A contented sigh rolls through his bulk, and Aldred thinks to himself that if one must slip and fall, it is best to have a pastoral setting to do it in. The sky is simply perfect: the rainclouds (presumed architects of his tumble) are parting, and sunbeams are fading in all up and down the meadow. His arm stretches out, walking itself by the fingers across the ground. When the arm reaches full extension, the fingers splay out and then curl in, grasping a handful of clover. The elbow bends, the hand uproots the clover, and travels in an arc to Aldred's nose. He squeezes the clover and inhales deeply. It seems scarcely possible, but his body relaxes further. Tentatively, the hand moves to the mouth and allows it to take a small exploratory taste of the crushed clover.

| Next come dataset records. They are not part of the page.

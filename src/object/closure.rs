//! Closure layouts and field access.
//!
//! Every heap closure starts with a one-word header holding its info pointer (or forwarding
//! state, see [`crate::util::object_forwarding`]). The payload that follows depends on the kind:
//!
//! | kind                         | payload (word offsets from the header)                          |
//! |------------------------------|-----------------------------------------------------------------|
//! | constr / fun / thunk         | `ptrs` pointers, then `nptrs` plain words                        |
//! | static closures              | as above, then the static link word                             |
//! | PAP / AP                     | `1: n_args`, `2: fun`, `3..: args`                               |
//! | AP_STACK                     | `1: size`, `2: fun`, `3..: size words of captured frames`        |
//! | IND                          | `1: indirectee`                                                 |
//! | MUT_VAR                      | `1: var`                                                        |
//! | MUT_ARR_PTRS                 | `1: ptrs`, `2: size`, `3..: elements`, then the card bytes      |
//! | ARR_WORDS                    | `1: bytes`, `2..: data`                                         |
//! | TSO                          | see [`tso`]                                                     |
//! | STACK                        | `1: stack_size`, `2: dirty`, `3: sp`, `4..: stack words`        |
//!
//! Stack frames start with their info pointer too. Frames grow downwards, so the most recent
//! frame sits at `sp` and older frames follow at higher addresses up to the stack end.

use super::info::{ClosureKind, InfoTable};
use crate::util::constants::*;
use crate::util::conversions::bytes_to_words_up;
use crate::util::object_forwarding::{load_header, store_header, HeaderState};
use crate::util::{Address, ObjectReference};

pub const HEADER_WORDS: usize = 1;

pub const PAP_N_ARGS: usize = 1;
pub const PAP_FUN: usize = 2;
pub const PAP_PAYLOAD: usize = 3;

pub const AP_STACK_SIZE: usize = 1;
pub const AP_STACK_FUN: usize = 2;
pub const AP_STACK_PAYLOAD: usize = 3;

pub const IND_INDIRECTEE: usize = 1;
pub const MUT_VAR_VAR: usize = 1;

pub const MUT_ARR_PTRS: usize = 1;
pub const MUT_ARR_SIZE: usize = 2;
pub const MUT_ARR_PAYLOAD: usize = 3;

pub const ARR_WORDS_BYTES: usize = 1;
pub const ARR_WORDS_PAYLOAD: usize = 2;

/// TSO field offsets.
pub mod tso {
    pub const STACKOBJ: usize = 1;
    pub const LINK: usize = 2;
    pub const BLOCK_INFO: usize = 3;
    pub const BLOCKED_EXCEPTIONS: usize = 4;
    pub const BQ: usize = 5;
    pub const WHAT_NEXT: usize = 6;
    pub const ID: usize = 7;
    pub const DIRTY: usize = 8;
    pub const WORDS: usize = 9;
    /// The pointer fields apart from the stack.
    pub const LINK_FIELDS: [usize; 4] = [BLOCKED_EXCEPTIONS, BQ, BLOCK_INFO, LINK];
}

pub const STACK_SIZE: usize = 1;
pub const STACK_DIRTY: usize = 2;
pub const STACK_SP: usize = 3;
pub const STACK_PAYLOAD: usize = 4;

/// Frame field offsets.
pub mod frame {
    pub const INFO: usize = 0;
    pub const PAYLOAD: usize = 1;
    pub const UPDATEE: usize = 1;
    pub const NEXT_CHUNK: usize = 1;
    pub const UPDATE_WORDS: usize = 2;
    pub const UNDERFLOW_WORDS: usize = 2;
    pub const STOP_WORDS: usize = 1;
}

pub fn read_word(addr: Address) -> usize {
    unsafe { addr.load::<usize>() }
}

pub fn write_word(addr: Address, value: usize) {
    unsafe { addr.store::<usize>(value) }
}

pub fn read_ref(slot: Address) -> ObjectReference {
    ObjectReference::from_raw_address(unsafe { Address::from_usize(read_word(slot)) })
}

pub fn write_ref(slot: Address, object: ObjectReference) {
    write_word(slot, object.value())
}

/// Address of the `n`-th word of an object, the header being word 0.
pub fn field(object: ObjectReference, n: usize) -> Address {
    object.to_raw_address().word(n)
}

/// The info table of an object that is not forwarded.
pub fn get_info(object: ObjectReference) -> &'static InfoTable {
    match HeaderState::decode(load_header(object)) {
        HeaderState::Info(word) => InfoTable::from_header(word),
        state => fatal!("Object {} has no info pointer ({:?})", object, state),
    }
}

/// Overwrite the info pointer of an object.
pub fn set_info(object: ObjectReference, info: &'static InfoTable) {
    store_header(object, info.header_word())
}

/// The info table of the frame at `frame`. Anything but a frame kind is corruption.
pub fn get_frame_info(frame: Address) -> &'static InfoTable {
    let info = InfoTable::from_header(read_word(frame));
    if !info.kind().is_frame() {
        fatal!(
            "Weird activation record {} ({}) found on stack at {}",
            info.name(),
            info.kind().name(),
            frame
        );
    }
    info
}

/// Size of an object in words, header included.
pub fn closure_size(object: ObjectReference, info: &InfoTable) -> usize {
    let kind = info.kind();
    match kind {
        ClosureKind::Constr | ClosureKind::Fun | ClosureKind::Thunk => {
            HEADER_WORDS + info.layout().payload_words()
        }
        k if k.is_static() => static_closure_words(info),
        ClosureKind::Pap | ClosureKind::Ap => PAP_PAYLOAD + read_word(field(object, PAP_N_ARGS)),
        ClosureKind::ApStack => AP_STACK_PAYLOAD + read_word(field(object, AP_STACK_SIZE)),
        ClosureKind::Ind | ClosureKind::MutVarClean | ClosureKind::MutVarDirty => 2,
        ClosureKind::MutArrPtrsClean | ClosureKind::MutArrPtrsDirty => {
            MUT_ARR_PAYLOAD + read_word(field(object, MUT_ARR_SIZE))
        }
        ClosureKind::ArrWords => {
            ARR_WORDS_PAYLOAD + bytes_to_words_up(read_word(field(object, ARR_WORDS_BYTES)))
        }
        ClosureKind::Tso => tso::WORDS,
        ClosureKind::Stack => STACK_PAYLOAD + read_word(field(object, STACK_SIZE)),
        _ => fatal!(
            "Object {} has frame kind {} and no closure size",
            object,
            kind.name()
        ),
    }
}

/// Words taken by a static closure, its static link included.
pub fn static_closure_words(info: &InfoTable) -> usize {
    HEADER_WORDS + info.layout().payload_words() + 1
}

/// The word threading a static closure onto a static-object list. Zero when the closure is on
/// no list.
pub fn static_link(object: ObjectReference, info: &InfoTable) -> Address {
    debug_assert!(info.kind().is_static());
    field(object, HEADER_WORDS + info.layout().payload_words())
}

/// A mutable array of pointers with its card table.
#[derive(Copy, Clone, Debug)]
pub struct MutArrPtrs {
    object: ObjectReference,
    card_bits: usize,
}

impl MutArrPtrs {
    pub fn new(object: ObjectReference, card_bits: usize) -> Self {
        MutArrPtrs { object, card_bits }
    }

    /// Total words of an array of `ptrs` elements, header and card table included.
    pub fn words_for(ptrs: usize, card_bits: usize) -> usize {
        MUT_ARR_PAYLOAD + ptrs + Self::card_table_words(ptrs, card_bits)
    }

    pub fn card_table_words(ptrs: usize, card_bits: usize) -> usize {
        bytes_to_words_up(Self::cards_for(ptrs, card_bits))
    }

    fn cards_for(ptrs: usize, card_bits: usize) -> usize {
        (ptrs + (1 << card_bits) - 1) >> card_bits
    }

    pub fn object(&self) -> ObjectReference {
        self.object
    }

    pub fn ptrs(&self) -> usize {
        read_word(field(self.object, MUT_ARR_PTRS))
    }

    /// Elements plus card-table words.
    pub fn size(&self) -> usize {
        read_word(field(self.object, MUT_ARR_SIZE))
    }

    pub fn cards(&self) -> usize {
        Self::cards_for(self.ptrs(), self.card_bits)
    }

    pub fn element(&self, i: usize) -> Address {
        field(self.object, MUT_ARR_PAYLOAD + i)
    }

    /// Element indices covered by `card`. The last card may be partial.
    pub fn card_elements(&self, card: usize) -> std::ops::Range<usize> {
        let start = card << self.card_bits;
        let end = ((card + 1) << self.card_bits).min(self.ptrs());
        start..end
    }

    fn card_byte(&self, card: usize) -> Address {
        field(self.object, MUT_ARR_PAYLOAD + self.ptrs()) + card
    }

    pub fn is_card_dirty(&self, card: usize) -> bool {
        unsafe { self.card_byte(card).load::<u8>() != 0 }
    }

    pub fn set_card(&self, card: usize, dirty: bool) {
        unsafe { self.card_byte(card).store::<u8>(dirty as u8) }
    }

    /// Mark the card covering element `i`, as the mutator's write barrier does.
    pub fn mark_element(&self, i: usize) {
        self.set_card(i >> self.card_bits, true)
    }

    /// The first address after the array.
    pub fn end(&self) -> Address {
        field(self.object, MUT_ARR_PAYLOAD + self.size())
    }
}

/// One chunk of a thread stack.
#[derive(Copy, Clone, Debug)]
pub struct StackChunk(ObjectReference);

impl StackChunk {
    pub fn new(object: ObjectReference) -> Self {
        StackChunk(object)
    }

    pub fn object(&self) -> ObjectReference {
        self.0
    }

    pub fn stack_size(&self) -> usize {
        read_word(field(self.0, STACK_SIZE))
    }

    pub fn is_dirty(&self) -> bool {
        read_word(field(self.0, STACK_DIRTY)) != 0
    }

    pub fn set_dirty(&self, dirty: bool) {
        write_word(field(self.0, STACK_DIRTY), dirty as usize)
    }

    /// Address of the most recent frame.
    pub fn sp(&self) -> Address {
        unsafe { Address::from_usize(read_word(field(self.0, STACK_SP))) }
    }

    pub fn set_sp(&self, sp: Address) {
        write_word(field(self.0, STACK_SP), sp.as_usize())
    }

    pub fn stack_start(&self) -> Address {
        field(self.0, STACK_PAYLOAD)
    }

    /// The first address after the oldest frame.
    pub fn stack_end(&self) -> Address {
        self.stack_start().word(self.stack_size())
    }

    /// `sp` is an interior pointer. After the chunk has been copied from `from`, point it into
    /// the copy.
    pub fn relocate_sp(&self, from: StackChunk) {
        let depth = from.sp().words_from(from.stack_start());
        self.set_sp(self.stack_start().word(depth));
    }
}

/// A thread control block.
#[derive(Copy, Clone, Debug)]
pub struct Tso(ObjectReference);

impl Tso {
    pub fn new(object: ObjectReference) -> Self {
        Tso(object)
    }

    pub fn stack_slot(&self) -> Address {
        field(self.0, tso::STACKOBJ)
    }

    pub fn stack(&self) -> ObjectReference {
        read_ref(self.stack_slot())
    }

    pub fn slot(&self, offset: usize) -> Address {
        field(self.0, offset)
    }

    pub fn id(&self) -> usize {
        read_word(field(self.0, tso::ID))
    }

    pub fn is_dirty(&self) -> bool {
        read_word(field(self.0, tso::DIRTY)) != 0
    }

    pub fn set_dirty(&self, dirty: bool) {
        write_word(field(self.0, tso::DIRTY), dirty as usize)
    }
}

static_assertions::const_assert_eq!(tso::WORDS, tso::DIRTY + 1);
static_assertions::const_assert!(BYTES_IN_WORD >= 4);

#[cfg(test)]
mod tests {
    use super::*;

    #[test]
    fn card_table_geometry() {
        // 40 elements, 4 per card: 10 cards in two words of card bytes on 64-bit.
        assert_eq!(MutArrPtrs::cards_for(40, 2), 10);
        assert_eq!(MutArrPtrs::card_table_words(40, 2), bytes_to_words_up(10));
        assert_eq!(
            MutArrPtrs::words_for(40, 2),
            MUT_ARR_PAYLOAD + 40 + bytes_to_words_up(10)
        );
        // A partial last card.
        assert_eq!(MutArrPtrs::cards_for(41, 2), 11);
    }
}
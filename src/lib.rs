//! The scavenging phase of a generational copying garbage collector for a lazy functional
//! runtime.
//!
//! Roots are evacuated into to-space blocks; the scan loop then walks the to-space, tracing
//! every closure it finds by kind (constructors, functions, thunks, partial applications,
//! mutable variables and card-marked arrays, threads and their stack chunks, static closures and
//! the static reference tables of code), until no worker can find anything left to scan.
//! Remembered sets of the generations not being collected are traced and rebuilt on the way.
//!
//! The scavenger runs either on one thread ([`scavenge::Sequential`]) or on several GC threads
//! that claim objects with atomic forwarding and share full to-space blocks
//! ([`scavenge::Parallel`]).
//!
//! Start with [`memory_manager`] for the runtime-facing API.

#[macro_use]
extern crate log;

#[macro_use]
pub mod util;

pub mod collection;
pub mod memory_manager;
pub mod object;
pub mod scavenge;
pub mod scheduler;
pub mod storage;

#[cfg(test)]
mod tests;

pub use crate::collection::{Collection, Roots};
pub use crate::storage::{Capability, Heap};
pub use crate::util::options::Options;
pub use crate::util::statistics::ScavengeStats;
pub use crate::util::{Address, ObjectReference};
//! Remembered sets of the generations that are not being collected.

use super::{ScavengeContext, ScavengeMode};
use crate::storage::Capability;
use crate::util::ObjectReference;

impl<'c, M: ScavengeMode> ScavengeContext<'c, M> {
    /// Trace the saved remembered sets of a capability and rebuild its current ones.
    ///
    /// Every entry is traced as if it lived in its own generation, so its referents are
    /// promoted at least that far. An entry stays remembered only if it still refers to a
    /// younger generation afterwards.
    pub fn scavenge_capability_mut_lists(&mut self, cap: &mut Capability) {
        for gen in (self.cycle.collect_gen() + 1)..self.heap.n_generations() {
            let saved = cap.take_saved_mut_list(gen);
            let retained = self.scavenge_mutable_list(saved.as_slice(), gen);
            for object in retained {
                cap.record_mutable_in(object, gen);
            }
        }
    }

    /// Trace the entries of one remembered set of generation `gen`. Returns the entries that
    /// must stay remembered.
    pub fn scavenge_mutable_list(&mut self, entries: &[ObjectReference], gen: usize) -> Vec<ObjectReference> {
        let saved_evac_gen = self.evac_gen;
        self.evac_gen = gen;
        let mut retained = vec![];
        for &object in entries {
            self.stats.mut_list_entries += 1;
            if self.scavenge_one(object) {
                retained.push(object);
            }
        }
        self.stats.mut_list_retained += retained.len();
        self.evac_gen = saved_evac_gen;
        retained
    }

    /// Claim and trace chunks of the shared remembered sets until none is left. Surviving
    /// entries are remembered by this worker.
    pub(crate) fn scavenge_claimed_mut_lists(&mut self) -> bool {
        let cycle = self.cycle;
        let mut claimed = false;
        while let Some((gen, entries)) = cycle.mut_list_claims.claim() {
            claimed = true;
            let retained = self.scavenge_mutable_list(entries, gen);
            self.remembered[gen].extend(retained);
        }
        claimed
    }
}
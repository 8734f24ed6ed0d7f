use crossbeam::utils::Backoff;
use std::sync::atomic::{AtomicBool, AtomicUsize, Ordering};

/// Decides when a parallel scavenge is over.
///
/// Every worker starts out running. A worker that runs out of local work calls
/// [`TerminationBarrier::idle`], which keeps it polling for claimable work until either some
/// shows up (the worker resumes) or no worker is running any more. Work is only ever created by
/// running workers, so once the running count reaches zero no more can appear.
pub struct TerminationBarrier {
    running: AtomicUsize,
    /// A worker died. Idle workers give up instead of waiting for it.
    aborted: AtomicBool,
}

impl TerminationBarrier {
    pub fn new(workers: usize) -> Self {
        TerminationBarrier {
            running: AtomicUsize::new(workers),
            aborted: AtomicBool::new(false),
        }
    }

    /// Wait for work or for the phase to end. Returns true if the caller should resume
    /// scavenging, false if every worker is idle and nothing is left to claim.
    pub fn idle<F: Fn() -> bool>(&self, any_work: F) -> bool {
        let running = self.running.fetch_sub(1, Ordering::SeqCst) - 1;
        trace!("Worker idle, {} still running", running);
        let backoff = Backoff::new();
        loop {
            if any_work() {
                self.running.fetch_add(1, Ordering::SeqCst);
                return true;
            }
            if self.running.load(Ordering::SeqCst) == 0 || self.aborted.load(Ordering::SeqCst) {
                return false;
            }
            if backoff.is_completed() {
                std::thread::yield_now();
            } else {
                backoff.snooze();
            }
        }
    }

    /// Release every idle worker. Called when a worker panics, since it will never go idle.
    pub fn abort(&self) {
        self.aborted.store(true, Ordering::SeqCst);
    }

    pub fn running(&self) -> usize {
        self.running.load(Ordering::SeqCst)
    }
}

#[cfg(test)]
mod tests {
    use super::*;
    use crate::util::test_util::panic_after;
    use std::sync::atomic::AtomicBool;
    use std::sync::Arc;

    #[test]
    fn last_idle_worker_ends_the_phase() {
        let barrier = TerminationBarrier::new(1);
        assert!(!barrier.idle(|| false));
        assert_eq!(barrier.running(), 0);
    }

    #[test]
    fn abort_releases_idle_workers() {
        let barrier = TerminationBarrier::new(2);
        barrier.abort();
        assert!(!barrier.idle(|| false));
        assert_eq!(barrier.running(), 1);
    }

    #[test]
    fn idle_worker_resumes_on_new_work() {
        panic_after(5000, || {
            let barrier = Arc::new(TerminationBarrier::new(2));
            let work = Arc::new(AtomicBool::new(false));
            let waiter = {
                let barrier = barrier.clone();
                let work = work.clone();
                std::thread::spawn(move || barrier.idle(|| work.load(Ordering::SeqCst)))
            };
            work.store(true, Ordering::SeqCst);
            assert!(waiter.join().unwrap());
            // The resumed worker and this one are running.
            assert_eq!(barrier.running(), 2);
            work.store(false, Ordering::SeqCst);
            let b1 = barrier.clone();
            let t = std::thread::spawn(move || b1.idle(|| false));
            assert!(!barrier.idle(|| false));
            assert!(!t.join().unwrap());
        })
    }
}
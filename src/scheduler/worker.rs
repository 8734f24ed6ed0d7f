use super::termination::TerminationBarrier;
use crate::scavenge::{GcCycle, Parallel, ScavengeContext, WorkerRemnant};
use crate::storage::Heap;
use crate::util::ObjectReference;

/// The roots handed to one worker.
pub(crate) struct WorkerRoots<'r> {
    pub threads: &'r mut [ObjectReference],
    pub closures: &'r mut [ObjectReference],
}

/// The body of one parallel GC worker: evacuate its share of the roots, trace claimed
/// remembered-set chunks, then scan and steal until the termination barrier says every worker
/// is out of work.
pub(crate) fn run(heap: &Heap, cycle: &GcCycle, ordinal: usize, roots: WorkerRoots) -> WorkerRemnant {
    let _abort_on_panic = AbortOnPanic(&cycle.termination);
    let WorkerRoots { threads, closures } = roots;
    let mut cx = ScavengeContext::<Parallel>::new(heap, cycle, ordinal);
    debug!(
        "Worker {} starts with {} thread roots and {} closure roots",
        ordinal,
        threads.len(),
        closures.len()
    );
    for thread in threads.iter_mut() {
        cx.scavenge_thread_root(thread);
    }
    for closure in closures.iter_mut() {
        cx.evacuate_root(closure);
    }
    loop {
        cx.scavenge_claimed_mut_lists();
        cx.scavenge_loop();
        if !cycle.termination.idle(|| cycle.has_claimable_work()) {
            break;
        }
        cx.note_idle_round();
    }
    debug!("Worker {} done", ordinal);
    cx.into_remnant()
}

/// Releases the other workers if this one panics.
struct AbortOnPanic<'a>(&'a TerminationBarrier);

impl Drop for AbortOnPanic<'_> {
    fn drop(&mut self) {
        if std::thread::panicking() {
            self.0.abort();
        }
    }
}

/// Split `items` into `n` runs of nearly equal length.
pub(crate) fn split_for_workers<T>(items: &mut [T], n: usize) -> Vec<&mut [T]> {
    let mut parts = Vec::with_capacity(n);
    let mut rest = items;
    for i in 0..n {
        let take = rest.len() / (n - i);
        let (part, tail) = std::mem::take(&mut rest).split_at_mut(take);
        parts.push(part);
        rest = tail;
    }
    parts
}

The flavor is incredible, integrating one more sense into what is turning out to be an ecstatic experience. Aldred the man is no longer there: he is a heap of clover, rudely and robustly growing in the sun, an example to point to if one wanted to define "burgeoning". He is leaves and stems and roots and that glorious smell and flavor, all so delicate and intertwined, following nothing but the sun. He lies like this for hours, until mystic ecstasy gives way to earthy somnolence. As the sun begins to set, his quiet snores ride the breeze like hawks, gliding in lazy circles over the mountain below.